For instance, according to the Priestly tradition the captivity in Egypt lasted 430 years (#32). Exodus 1 is Moses’ birth story, which is non-P material (see #83), and a later P text (Ex 7:7) states the Moses was 80 when he led the people out of Egypt. Thus according to P’s chronology—which was forced upon these earlier non-P traditions when these texts were edited together—350 years would have elapsed between settling in the land of Rameses in Genesis 47:11 and building the city of Rameses in Exodus 1:11. Certainly Rameses did not reign for 350 years! Or, if the new Pharaoh that arose in Exodus 1:8 was Rameses, whom Egyptian records accredit with the building of his city, then how could the land of Rameses have existed 350 years earlier?

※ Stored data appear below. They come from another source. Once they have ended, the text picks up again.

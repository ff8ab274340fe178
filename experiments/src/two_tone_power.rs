//! Two-tone spectroscopy in continuous-wave mode: a 2-D sweep of pump
//! power and frequency with a fixed probe on the cavity. The pump
//! frequencies are integer multiples of the measurement bandwidth, so
//! every tone falls exactly on an analysis bin.

use std::path::{Path, PathBuf};
use std::time::Duration;

use ndarray::{Array1, Array2};
use num_complex::Complex64;
use serde::{Deserialize, Serialize};
use tracing::info;

use rimfax_hal::{LockinInstrument, MixerConfig, Session};
use rimfax_store::{ArrayData, Record};
use rimfax_timeline::Port;

use crate::{ExperimentError, ExperimentResult, create_progress_bar};

/// Full parameter set of one two-tone power sweep.
#[derive(Debug, Clone, PartialEq, Serialize, Deserialize)]
pub struct TwoTonePowerParams {
    /// Center of the pump frequency sweep, Hz.
    pub center_freq: f64,
    /// Span of the pump frequency sweep, Hz.
    pub span: f64,
    /// Requested measurement bandwidth, Hz; rounded to an integer number
    /// of samples per capture at run time.
    pub df: f64,
    /// Probe (cavity) carrier frequency, Hz.
    pub cavity_freq: f64,
    /// Probe amplitude, full scale.
    pub cavity_amp: f64,
    /// Number of pump amplitudes, log-spaced from 1e-3 to 1 FS.
    pub nr_amps: usize,
    pub cavity_port: Port,
    pub qubit_port: Port,
    pub input_port: Port,
    pub dither: bool,
    /// Lead-in samples discarded from each capture.
    pub extra: usize,
    pub num_averages: usize,
}

/// The two-tone power sweep: parameters plus acquired data.
#[derive(Debug, Clone)]
pub struct TwoTonePower {
    pub params: TwoTonePowerParams,
    df_measured: Option<f64>,
    qubit_freq_arr: Option<Array1<f64>>,
    qubit_amp_arr: Option<Array1<f64>>,
    resp_arr: Option<Array2<Complex64>>,
}

impl TwoTonePower {
    pub fn new(params: TwoTonePowerParams) -> Self {
        Self {
            params,
            df_measured: None,
            qubit_freq_arr: None,
            qubit_amp_arr: None,
            resp_arr: None,
        }
    }

    /// Swept pump frequencies, available after a run or load.
    pub fn qubit_freq_arr(&self) -> Option<&Array1<f64>> {
        self.qubit_freq_arr.as_ref()
    }

    /// Swept pump amplitudes, available after a run or load.
    pub fn qubit_amp_arr(&self) -> Option<&Array1<f64>> {
        self.qubit_amp_arr.as_ref()
    }

    /// Averaged probe response per (amplitude, frequency) point.
    pub fn resp_arr(&self) -> Option<&Array2<Complex64>> {
        self.resp_arr.as_ref()
    }

    /// Log-spaced pump amplitudes, 1e-3 to 1 FS.
    fn amp_ramp(nr_amps: usize) -> Vec<f64> {
        if nr_amps < 2 {
            return vec![1e-3];
        }
        (0..nr_amps)
            .map(|j| 10f64.powf(-3.0 + 3.0 * j as f64 / (nr_amps - 1) as f64))
            .collect()
    }

    /// Execute the sweep on a connected instrument.
    pub fn run<I: LockinInstrument>(&mut self, instrument: I) -> ExperimentResult<()> {
        let p = self.params.clone();
        let mut session = Session::new(instrument);
        {
            let lck = session.instrument_mut();

            let fs = lck.sample_rate();
            let nr_samples = (fs / p.df).round() as usize;
            // actual bandwidth after rounding to whole samples
            let df = fs / nr_samples as f64;
            let n_start = ((p.center_freq - p.span / 2.0) / df).round() as i64;
            let n_stop = ((p.center_freq + p.span / 2.0) / df).round() as i64;
            let qubit_freq_arr: Vec<f64> = (n_start..=n_stop).map(|n| df * n as f64).collect();
            let nr_freq = qubit_freq_arr.len();
            let qubit_amp_arr = Self::amp_ramp(p.nr_amps);
            let mut resp_arr = Array2::<Complex64>::zeros((qubit_amp_arr.len(), nr_freq));

            lck.set_run(false)?;
            lck.configure_mixer(
                MixerConfig::output(p.cavity_freq, p.cavity_port).with_input(p.input_port),
            )?;
            lck.configure_mixer(MixerConfig::output(qubit_freq_arr[0], p.qubit_port))?;
            lck.set_frequency(p.cavity_port, 0.0)?;
            lck.set_frequency(p.qubit_port, 0.0)?;
            lck.set_scale(p.cavity_port, p.cavity_amp, p.cavity_amp)?;
            lck.set_scale(p.qubit_port, qubit_amp_arr[0], qubit_amp_arr[0])?;
            lck.set_phase(p.cavity_port, 0.0, 0.0)?;
            lck.set_phase(p.qubit_port, 0.0, 0.0)?;
            lck.set_dither(p.cavity_port, p.dither)?;
            lck.set_dither(p.qubit_port, p.dither)?;
            lck.set_dma_source(p.input_port)?;
            lck.set_run(true)?;

            info!(
                nr_amps = qubit_amp_arr.len(),
                nr_freq,
                df,
                "running two-tone power sweep"
            );
            let capture = p.num_averages * nr_samples + p.extra;
            let pb = create_progress_bar(
                (qubit_amp_arr.len() * nr_freq) as u64,
                "two-tone power sweep",
            );
            for (jj, &qubit_amp) in qubit_amp_arr.iter().enumerate() {
                for (ii, &qubit_freq) in qubit_freq_arr.iter().enumerate() {
                    lck.set_run(false)?;
                    lck.configure_mixer(MixerConfig::output(qubit_freq, p.qubit_port))?;
                    lck.set_scale(p.qubit_port, qubit_amp, qubit_amp)?;
                    lck.settle(Duration::from_millis(1))?;
                    lck.start_dma(capture)?;
                    lck.set_run(true)?;
                    lck.wait_for_dma()?;
                    lck.stop_dma()?;

                    let data = lck.dma_data(capture)?;
                    // drop the lead-in, average the rest
                    let sum: Complex64 = data[p.extra..].iter().sum();
                    resp_arr[[jj, ii]] = sum / (p.num_averages * nr_samples) as f64;
                    pb.inc(1);
                }
            }
            pb.finish_and_clear();

            // mute outputs at the end of the sweep
            lck.set_run(false)?;
            lck.set_scale(p.cavity_port, 0.0, 0.0)?;
            lck.set_scale(p.qubit_port, 0.0, 0.0)?;

            self.df_measured = Some(df);
            self.qubit_freq_arr = Some(Array1::from(qubit_freq_arr));
            self.qubit_amp_arr = Some(Array1::from(qubit_amp_arr));
            self.resp_arr = Some(resp_arr);
        }
        session.close()?;
        Ok(())
    }

    /// Build the persisted record, snapshotting `source_code`.
    pub fn record(&self, source_code: &str) -> ExperimentResult<Record> {
        let df = self.df_measured.ok_or(ExperimentError::NoData)?;
        let qubit_freq_arr = self.qubit_freq_arr.clone().ok_or(ExperimentError::NoData)?;
        let qubit_amp_arr = self.qubit_amp_arr.clone().ok_or(ExperimentError::NoData)?;
        let resp_arr = self.resp_arr.clone().ok_or(ExperimentError::NoData)?;
        let p = &self.params;
        let mut rec = Record::new("two_tone_power", source_code);
        rec.set_attr("center_freq", p.center_freq);
        rec.set_attr("span", p.span);
        rec.set_attr("df", df);
        rec.set_attr("cavity_freq", p.cavity_freq);
        rec.set_attr("cavity_amp", p.cavity_amp);
        rec.set_attr("cavity_port", p.cavity_port.0);
        rec.set_attr("qubit_port", p.qubit_port.0);
        rec.set_attr("input_port", p.input_port.0);
        rec.set_attr("dither", p.dither);
        rec.set_attr("extra", p.extra);
        rec.set_attr("num_averages", p.num_averages);
        rec.insert_array("qubit_freq_arr", ArrayData::Float1(qubit_freq_arr));
        rec.insert_array("qubit_amp_arr", ArrayData::Float1(qubit_amp_arr));
        rec.insert_array("resp_arr", ArrayData::Complex2(resp_arr));
        Ok(rec)
    }

    /// Persist the sweep under `dir` with a timestamped file name.
    pub fn save(&self, dir: &Path, source_code: &str) -> ExperimentResult<PathBuf> {
        Ok(self.record(source_code)?.save(dir)?)
    }

    /// Reload a persisted sweep.
    pub fn load(path: &Path) -> ExperimentResult<Self> {
        let rec = Record::load(path)?;
        let qubit_amp_arr = rec.array_f64("qubit_amp_arr")?.clone();
        let params = TwoTonePowerParams {
            center_freq: rec.attr_f64("center_freq")?,
            span: rec.attr_f64("span")?,
            df: rec.attr_f64("df")?,
            cavity_freq: rec.attr_f64("cavity_freq")?,
            cavity_amp: rec.attr_f64("cavity_amp")?,
            nr_amps: qubit_amp_arr.len(),
            cavity_port: Port(rec.attr_i64("cavity_port")? as u8),
            qubit_port: Port(rec.attr_i64("qubit_port")? as u8),
            input_port: Port(rec.attr_i64("input_port")? as u8),
            dither: rec.attr_bool("dither")?,
            extra: rec.attr_usize("extra")?,
            num_averages: rec.attr_usize("num_averages")?,
        };
        Ok(Self {
            params,
            df_measured: Some(rec.attr_f64("df")?),
            qubit_freq_arr: Some(rec.array_f64("qubit_freq_arr")?.clone()),
            qubit_amp_arr: Some(qubit_amp_arr),
            resp_arr: Some(rec.array_c64_2d("resp_arr")?.clone()),
        })
    }

    /// Pump frequency of the deepest probe dip at the lowest pump power,
    /// the low-power estimate of the qubit transition frequency.
    pub fn analyze(&self) -> ExperimentResult<f64> {
        let freqs = self.qubit_freq_arr.as_ref().ok_or(ExperimentError::NoData)?;
        let resp = self.resp_arr.as_ref().ok_or(ExperimentError::NoData)?;
        let row = resp.row(0);
        let mut best = 0;
        for (i, z) in row.iter().enumerate() {
            if z.norm() < row[best].norm() {
                best = i;
            }
        }
        let freq = freqs[best];
        info!(qubit_freq = freq, "two-tone dip located");
        Ok(freq)
    }
}

#[cfg(test)]
mod tests {
    use super::*;

    #[test]
    fn test_amp_ramp_is_log_spaced() {
        let amps = TwoTonePower::amp_ramp(61);
        assert_eq!(amps.len(), 61);
        assert!((amps[0] - 1e-3).abs() < 1e-12);
        assert!((amps[60] - 1.0).abs() < 1e-12);
        // constant ratio between neighbors
        let r0 = amps[1] / amps[0];
        let r1 = amps[60] / amps[59];
        assert!((r0 - r1).abs() < 1e-9);
    }

    #[test]
    fn test_amp_ramp_degenerate() {
        assert_eq!(TwoTonePower::amp_ramp(1), vec![1e-3]);
    }

    #[test]
    fn test_record_before_run_is_an_error() {
        let exp = TwoTonePower::new(TwoTonePowerParams {
            center_freq: 4.0e9,
            span: 500e6,
            df: 1e6,
            cavity_freq: 6.213_095e9,
            cavity_amp: 0.1,
            nr_amps: 61,
            cavity_port: Port(1),
            qubit_port: Port(5),
            input_port: Port(1),
            dither: true,
            extra: 500,
            num_averages: 100,
        });
        assert!(matches!(exp.record("src"), Err(ExperimentError::NoData)));
    }
}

Simply, it didn’t. The details of this story, as well as the exodus narrative as a whole, were culled from shared cultural memories of a variety of past events and stories.

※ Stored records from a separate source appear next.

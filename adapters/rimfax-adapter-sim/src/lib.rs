//! Local instrument simulator.
//!
//! A stand-in for the real signal-generation/acquisition hardware, for
//! development and tests on machines without lab access. It implements
//! both HAL traits:
//!
//! - [`SimPulsed`] replays a programmed pulse timeline against a small
//!   two-level-system model and synthesizes the averaged store buffer a
//!   run would produce.
//! - [`SimLockin`] synthesizes a power-broadened two-tone spectroscopy
//!   response for the continuous-wave mode.
//!
//! The simulator is deterministic under a fixed noise seed and enforces
//! the same range checks real hardware would: out-of-range scales,
//! currents and frequencies are rejected, not clamped.
//!
//! # Example
//!
//! ```ignore
//! use rimfax_adapter_sim::SimPulsed;
//! use rimfax_hal::{InstrumentConfig, PulsedInstrument};
//!
//! let config = InstrumentConfig::new("sim");
//! let mut pls = SimPulsed::connect(&config)?;
//! let readout = pls.setup_long_drive(Port(1), 2e-6, Complex64::new(1.0, 1.0))?;
//! // ... program a timeline, run, read back store_data()
//! ```

mod lockin;
mod pulsed;
mod qubit;

pub use lockin::{ResonanceModel, SimLockin};
pub use pulsed::SimPulsed;
pub use qubit::QubitModel;
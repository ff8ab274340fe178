//! Error types for the HAL crate.

use thiserror::Error;

use rimfax_timeline::{Port, PulseId, TimelineError};

/// Errors that can occur while driving an instrument. All of these are
/// fatal for the current run; none are retried.
#[derive(Debug, Error)]
#[non_exhaustive]
pub enum HalError {
    /// Could not reach the instrument.
    #[error("connection to instrument failed: {0}")]
    ConnectionFailed(String),

    /// A configured value is outside what the hardware can produce.
    #[error("{what} out of range: {value} (allowed {min}..={max})")]
    OutOfRange {
        what: &'static str,
        value: f64,
        min: f64,
        max: f64,
    },

    /// The port does not exist on this instrument.
    #[error("invalid {0}")]
    InvalidPort(Port),

    /// The pulse handle was never defined on this instrument.
    #[error("unknown {0}")]
    UnknownPulse(PulseId),

    /// The driver reported a fault.
    #[error("driver fault: {0}")]
    Driver(String),

    /// A timeline could not be programmed.
    #[error(transparent)]
    Timeline(#[from] TimelineError),

    /// Transport-level I/O failure.
    #[error("I/O error: {0}")]
    Io(#[from] std::io::Error),
}

/// Result type for HAL operations.
pub type HalResult<T> = Result<T, HalError>;
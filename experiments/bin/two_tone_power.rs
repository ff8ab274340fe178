//! Two-tone spectroscopy script: 2-D sweep of pump power and frequency
//! with a fixed probe on the cavity.
//!
//! Standalone, no command-line arguments: configuration is the block of
//! constants below.

#[global_allocator]
static GLOBAL: mimalloc::MiMalloc = mimalloc::MiMalloc;

use std::path::Path;

use anyhow::bail;
use tracing_subscriber::EnvFilter;

use rimfax_adapter_sim::SimLockin;
use rimfax_experiments::two_tone_power::{TwoTonePower, TwoTonePowerParams};
use rimfax_experiments::{print_header, print_result, print_section, print_success};
use rimfax_hal::InstrumentConfig;
use rimfax_timeline::Port;

const WHICH_QUBIT: u8 = 2; // 1 (higher resonator) or 2 (lower resonator)

// instrument address; the simulator backend accepts anything non-empty
const ADDRESS: &str = "192.0.2.53";
const EXT_REF_CLK: bool = false;

const SPAN: f64 = 500e6; // Hz, pump frequency sweep span
const DF: f64 = 1e6; // Hz, measurement bandwidth per sweep point

const CAVITY_AMP: f64 = 0.1; // FS, fixed probe amplitude
const NR_AMPS: usize = 61; // pump amplitudes, log-spaced 1e-3 .. 1 FS

const CAVITY_PORT: u8 = 1;
const QUBIT_PORT: u8 = 5;
const INPUT_PORT: u8 = 1;
const DITHER: bool = true;
const EXTRA: usize = 500; // discarded lead-in samples per capture
const NUM_AVERAGES: usize = 100;

const DATA_DIR: &str = "data";

fn main() -> anyhow::Result<()> {
    tracing_subscriber::fmt()
        .with_env_filter(
            EnvFilter::try_from_default_env().unwrap_or_else(|_| EnvFilter::new("info")),
        )
        .with_target(false)
        .init();

    // per-qubit sweep center and probe frequency
    let (center_freq, cavity_freq) = match WHICH_QUBIT {
        1 => (3.56e9, 6.213_095e9),
        2 => (4.0e9, 6.028_450e9),
        other => bail!("invalid qubit selector {other}: expected 1 or 2"),
    };

    print_header("Two-tone power sweep");
    print_section("Setup");
    print_result("Qubit", WHICH_QUBIT);
    print_result("Sweep center", format!("{:.3} GHz", center_freq / 1e9));
    print_result("Span", format!("{:.0} MHz", SPAN / 1e6));
    print_result("Pump amplitudes", NR_AMPS);

    let params = TwoTonePowerParams {
        center_freq,
        span: SPAN,
        df: DF,
        cavity_freq,
        cavity_amp: CAVITY_AMP,
        nr_amps: NR_AMPS,
        cavity_port: Port(CAVITY_PORT),
        qubit_port: Port(QUBIT_PORT),
        input_port: Port(INPUT_PORT),
        dither: DITHER,
        extra: EXTRA,
        num_averages: NUM_AVERAGES,
    };

    let config = InstrumentConfig::new(ADDRESS).with_ext_ref_clk(EXT_REF_CLK);
    let instrument = SimLockin::connect(&config)?;

    print_section("Measurement");
    let mut exp = TwoTonePower::new(params);
    exp.run(instrument)?;

    let path = exp.save(Path::new(DATA_DIR), include_str!("two_tone_power.rs"))?;
    print_result("Data saved to", path.display());

    print_section("Analysis");
    let qubit_freq = exp.analyze()?;
    print_result(
        "Low-power dip",
        format!("{:.6} GHz", qubit_freq / 1e9),
    );

    println!();
    print_success("Two-tone power sweep complete");
    Ok(())
}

In other words each tradition preserved some sort of reference to or cultural memory about Rameses, but each one presented that reference differently in their telling of the story. The earlier Yahwist tradition placed Rameses as the central Pharaoh who had the Israelites build his city—which is not attested in Egyptian sources until the 13th century BC, when the city was itself built by Rameses II (1279-1213 BC). The Priestly version placed the reference to Rameses at Jacob’s initial settling of the land; it was “the land of Rameses.” The discrepancy between these two tellings of the story only becomes visible when a later editorial endeavor stitched these two traditions together.
Finally, both of these traditions’ reference to the land or city of Rameses is an anachronism: the royal name is only first attested in the 13th century BC when Rameses II built the city. And Egyptian records indicate that Rameses did indeed use Semites. But there is no mention of Israelites…. to be continued in #81.
Anticipating an argument: They never say which Rameses, and there were 11. From what I can find, there was a Rameses reigning most of the time from 1292 through 1078. Even so, that’s a period of 214 years, much too short for there to have been a Rameses on the throne when they first entered Egypt and another ruling when the city was built 350 years later.